MATERIAL PROVIDED Start Marker

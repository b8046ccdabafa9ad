//! Transfer handlers.
//!
//! The gateway owns the checks the engine does not repeat: positive amount
//! (via validation), account existence, currency match, and source-account
//! ownership. Only then is the transactional engine invoked.

use std::sync::Arc;

use axum::{
    Extension, Json,
    extract::State,
    http::StatusCode,
};
use serde::Deserialize;
use validator::Validate;

use crate::auth::Claims;
use crate::currency;
use crate::gateway::state::AppState;
use crate::gateway::types::{ApiError, ApiResult, error_codes, ok};
use crate::store::accounts::AccountRepository;
use crate::store::models::{Account, Transfer};
use crate::store::transfers::TransferRepository;
use crate::store::{TransferTxParams, TransferTxResult};

#[derive(Debug, Deserialize, Validate)]
pub struct TransferRequest {
    #[validate(range(min = 1))]
    pub from_account_id: i64,
    #[validate(range(min = 1))]
    pub to_account_id: i64,
    /// Amount in the smallest currency unit.
    #[validate(range(min = 1))]
    pub amount: i64,
    pub currency: String,
}

/// POST /transfers
pub async fn create_transfer(
    State(state): State<Arc<AppState>>,
    Extension(claims): Extension<Claims>,
    Json(req): Json<TransferRequest>,
) -> ApiResult<TransferTxResult> {
    req.validate()
        .map_err(|e| ApiError::bad_request(e.to_string()))?;

    if !currency::is_supported(&req.currency) {
        return ApiError::bad_request(format!("unsupported currency: {}", req.currency)).into_err();
    }

    let from_account = valid_account(&state, req.from_account_id, &req.currency).await?;
    if from_account.owner != claims.sub {
        return ApiError::new(
            StatusCode::UNAUTHORIZED,
            error_codes::NOT_OWNER,
            "from account does not belong to the authenticated user",
        )
        .into_err();
    }

    valid_account(&state, req.to_account_id, &req.currency).await?;

    let result = state
        .store
        .transfer_tx(TransferTxParams {
            from_account_id: req.from_account_id,
            to_account_id: req.to_account_id,
            amount: req.amount,
        })
        .await
        .map_err(ApiError::from_store)?;

    tracing::info!(
        transfer_id = result.transfer.id,
        from = req.from_account_id,
        to = req.to_account_id,
        amount = req.amount,
        "transfer committed"
    );
    ok(result)
}

/// Fetch an account and require its currency to match the request.
async fn valid_account(
    state: &AppState,
    account_id: i64,
    currency: &str,
) -> Result<Account, ApiError> {
    let account = AccountRepository::get(state.store.pool(), account_id)
        .await
        .map_err(ApiError::from_store)?;

    if account.currency != currency {
        return Err(ApiError::new(
            StatusCode::BAD_REQUEST,
            error_codes::CURRENCY_MISMATCH,
            format!(
                "account {} currency mismatch: {} vs {}",
                account_id, account.currency, currency
            ),
        ));
    }

    Ok(account)
}

#[derive(Debug, Deserialize, Validate)]
pub struct ListTransfersRequest {
    #[validate(range(min = 1))]
    pub id: i64,
    pub limit: Option<i64>,
    pub offset: Option<i64>,
}

/// POST /transfers/account
///
/// Transfers sent from the given account.
pub async fn list_transfers_for_account(
    State(state): State<Arc<AppState>>,
    Json(req): Json<ListTransfersRequest>,
) -> ApiResult<Vec<Transfer>> {
    req.validate()
        .map_err(|e| ApiError::bad_request(e.to_string()))?;

    let limit = req.limit.unwrap_or(10).clamp(1, 50);
    let offset = req.offset.unwrap_or(0).max(0);

    let transfers =
        TransferRepository::list_by_from_account(state.store.pool(), req.id, limit, offset)
            .await
            .map_err(ApiError::from_store)?;

    ok(transfers)
}

#[derive(Debug, Deserialize, Validate)]
pub struct SearchTransfersRequest {
    #[validate(length(min = 1))]
    pub search_query: String,
    pub limit: Option<i64>,
    pub offset: Option<i64>,
}

/// POST /transfers/search
pub async fn search_transfers(
    State(state): State<Arc<AppState>>,
    Json(req): Json<SearchTransfersRequest>,
) -> ApiResult<Vec<Transfer>> {
    req.validate()
        .map_err(|e| ApiError::bad_request(e.to_string()))?;

    let limit = req.limit.unwrap_or(10).clamp(1, 50);
    let offset = req.offset.unwrap_or(0).max(0);

    let transfers = TransferRepository::search_by_account_owner(
        state.store.pool(),
        &req.search_query,
        limit,
        offset,
    )
    .await
    .map_err(ApiError::from_store)?;

    ok(transfers)
}
//! Database connection management

use crate::config::DatabaseConfig;
use sqlx::postgres::{PgPool, PgPoolOptions};
use std::time::Duration;

/// PostgreSQL connection pool for the ledger.
pub struct Database {
    pool: PgPool,
}

impl Database {
    /// Create a new connection pool from config.
    pub async fn connect(config: &DatabaseConfig) -> Result<Self, sqlx::Error> {
        let pool = PgPoolOptions::new()
            .max_connections(config.max_connections)
            .acquire_timeout(Duration::from_secs(config.acquire_timeout_secs))
            .connect(&config.url)
            .await?;

        tracing::info!("PostgreSQL connection pool established");
        Ok(Self { pool })
    }

    /// Get a reference to the connection pool.
    pub fn pool(&self) -> &PgPool {
        &self.pool
    }

    /// Check database health.
    pub async fn health_check(&self) -> Result<(), sqlx::Error> {
        sqlx::query("SELECT 1").execute(&self.pool).await?;
        Ok(())
    }
}
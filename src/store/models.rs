//! Ledger row types.

use chrono::{DateTime, Utc};
use serde::{Deserialize, Serialize};
use sqlx::FromRow;

/// Bank user. `username` is the primary key; accounts reference it as owner.
#[derive(Debug, Clone, Serialize, FromRow)]
pub struct User {
    pub username: String,
    /// Argon2 credential hash; never serialized into responses.
    #[serde(skip_serializing)]
    pub hashed_password: String,
    pub full_name: String,
    pub email: String,
    pub password_changed_at: DateTime<Utc>,
    pub created_at: DateTime<Utc>,
}

/// Account balance is kept in the smallest currency unit.
#[derive(Debug, Clone, Serialize, Deserialize, FromRow)]
pub struct Account {
    pub id: i64,
    pub owner: String,
    pub balance: i64,
    pub currency: String,
    pub created_at: DateTime<Utc>,
}

/// Append-only ledger line. Positive amount = credit, negative = debit.
#[derive(Debug, Clone, Serialize, Deserialize, FromRow)]
pub struct Entry {
    pub id: i64,
    pub account_id: i64,
    pub amount: i64,
    pub created_at: DateTime<Utc>,
}

/// One committed fund movement between two accounts.
#[derive(Debug, Clone, Serialize, Deserialize, FromRow)]
pub struct Transfer {
    pub id: i64,
    pub from_account_id: i64,
    pub to_account_id: i64,
    pub amount: i64,
    pub created_at: DateTime<Utc>,
}
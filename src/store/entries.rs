//! Entry row accessors.
//!
//! Entries are append-only ledger lines; `update_amount` is an
//! administrative accessor exercised only by low-level tests, never by the
//! transfer path.

use chrono::{DateTime, Utc};
use sqlx::PgExecutor;

use super::error::{StoreError, classify};
use super::models::Entry;

/// Whitelisted sort column for entry search. Caller input is parsed into
/// this enum; raw strings never reach the SQL text.
#[derive(Debug, Clone, Copy, PartialEq, Eq)]
pub enum EntrySort {
    Id,
    Amount,
    CreatedAt,
}

impl EntrySort {
    pub fn parse(raw: &str) -> Option<Self> {
        match raw {
            "id" => Some(EntrySort::Id),
            "amount" => Some(EntrySort::Amount),
            "created_at" => Some(EntrySort::CreatedAt),
            _ => None,
        }
    }

    fn as_sql(self) -> &'static str {
        match self {
            EntrySort::Id => "id",
            EntrySort::Amount => "amount",
            EntrySort::CreatedAt => "created_at",
        }
    }
}

#[derive(Debug, Clone, Copy, PartialEq, Eq)]
pub enum SortOrder {
    Asc,
    Desc,
}

impl SortOrder {
    pub fn parse(raw: &str) -> Option<Self> {
        match raw {
            "ASC" | "asc" => Some(SortOrder::Asc),
            "DESC" | "desc" => Some(SortOrder::Desc),
            _ => None,
        }
    }

    fn as_sql(self) -> &'static str {
        match self {
            SortOrder::Asc => "ASC",
            SortOrder::Desc => "DESC",
        }
    }
}

/// Resolved entry-search filter. Defaults are applied at the request
/// boundary; the store runs exactly what it is given.
#[derive(Debug, Clone)]
pub struct EntrySearch<'a> {
    pub owner_query: &'a str,
    pub min_amount: i64,
    pub max_amount: i64,
    pub start_date: DateTime<Utc>,
    pub end_date: DateTime<Utc>,
    pub sort: EntrySort,
    pub order: SortOrder,
    pub limit: i64,
    pub offset: i64,
}

pub struct EntryRepository;

impl EntryRepository {
    pub async fn create<'e>(
        exec: impl PgExecutor<'e>,
        account_id: i64,
        amount: i64,
    ) -> Result<Entry, StoreError> {
        sqlx::query_as(
            r#"INSERT INTO entries (account_id, amount)
               VALUES ($1, $2)
               RETURNING id, account_id, amount, created_at"#,
        )
        .bind(account_id)
        .bind(amount)
        .fetch_one(exec)
        .await
        .map_err(classify)
    }

    pub async fn get<'e>(exec: impl PgExecutor<'e>, id: i64) -> Result<Entry, StoreError> {
        sqlx::query_as("SELECT id, account_id, amount, created_at FROM entries WHERE id = $1")
            .bind(id)
            .fetch_one(exec)
            .await
            .map_err(classify)
    }

    pub async fn list_by_account<'e>(
        exec: impl PgExecutor<'e>,
        account_id: i64,
        limit: i64,
        offset: i64,
    ) -> Result<Vec<Entry>, StoreError> {
        sqlx::query_as(
            r#"SELECT id, account_id, amount, created_at FROM entries
               WHERE account_id = $1 ORDER BY id LIMIT $2 OFFSET $3"#,
        )
        .bind(account_id)
        .bind(limit)
        .bind(offset)
        .fetch_all(exec)
        .await
        .map_err(classify)
    }

    pub async fn update_amount<'e>(
        exec: impl PgExecutor<'e>,
        id: i64,
        amount: i64,
    ) -> Result<Entry, StoreError> {
        sqlx::query_as(
            r#"UPDATE entries SET amount = $2 WHERE id = $1
               RETURNING id, account_id, amount, created_at"#,
        )
        .bind(id)
        .bind(amount)
        .fetch_one(exec)
        .await
        .map_err(classify)
    }

    /// Search entries whose account owner matches the query, constrained by
    /// amount and date ranges.
    pub async fn search_by_account_owner<'e>(
        exec: impl PgExecutor<'e>,
        search: EntrySearch<'_>,
    ) -> Result<Vec<Entry>, StoreError> {
        let sql = format!(
            r#"SELECT e.id, e.account_id, e.amount, e.created_at
               FROM entries e
               JOIN accounts a ON a.id = e.account_id
               WHERE a.owner ILIKE '%' || $1 || '%'
                 AND e.amount BETWEEN $2 AND $3
                 AND e.created_at BETWEEN $4 AND $5
               ORDER BY e.{} {} LIMIT $6 OFFSET $7"#,
            search.sort.as_sql(),
            search.order.as_sql(),
        );
        sqlx::query_as(&sql)
            .bind(search.owner_query)
            .bind(search.min_amount)
            .bind(search.max_amount)
            .bind(search.start_date)
            .bind(search.end_date)
            .bind(search.limit)
            .bind(search.offset)
            .fetch_all(exec)
            .await
            .map_err(classify)
    }

    pub async fn delete<'e>(exec: impl PgExecutor<'e>, id: i64) -> Result<(), StoreError> {
        sqlx::query("DELETE FROM entries WHERE id = $1")
            .bind(id)
            .execute(exec)
            .await
            .map_err(classify)?;
        Ok(())
    }
}

#[cfg(test)]
mod tests {
    use super::*;

    #[test]
    fn sort_parsing_whitelists_columns() {
        assert_eq!(EntrySort::parse("amount"), Some(EntrySort::Amount));
        assert_eq!(EntrySort::parse("created_at"), Some(EntrySort::CreatedAt));
        assert_eq!(EntrySort::parse("owner; DROP TABLE users"), None);
    }

    #[test]
    fn order_parsing_accepts_both_cases() {
        assert_eq!(SortOrder::parse("ASC"), Some(SortOrder::Asc));
        assert_eq!(SortOrder::parse("desc"), Some(SortOrder::Desc));
        assert_eq!(SortOrder::parse("sideways"), None);
    }
}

MATERIAL PROVIDED End Marker

§ **EXERCISE GOAL**
Sift the material for lines with the string "info". Copy each one found.

§ **WORKED SOLUTION**
    tracing::info!(
        tracing::info!("PostgreSQL connection pool established");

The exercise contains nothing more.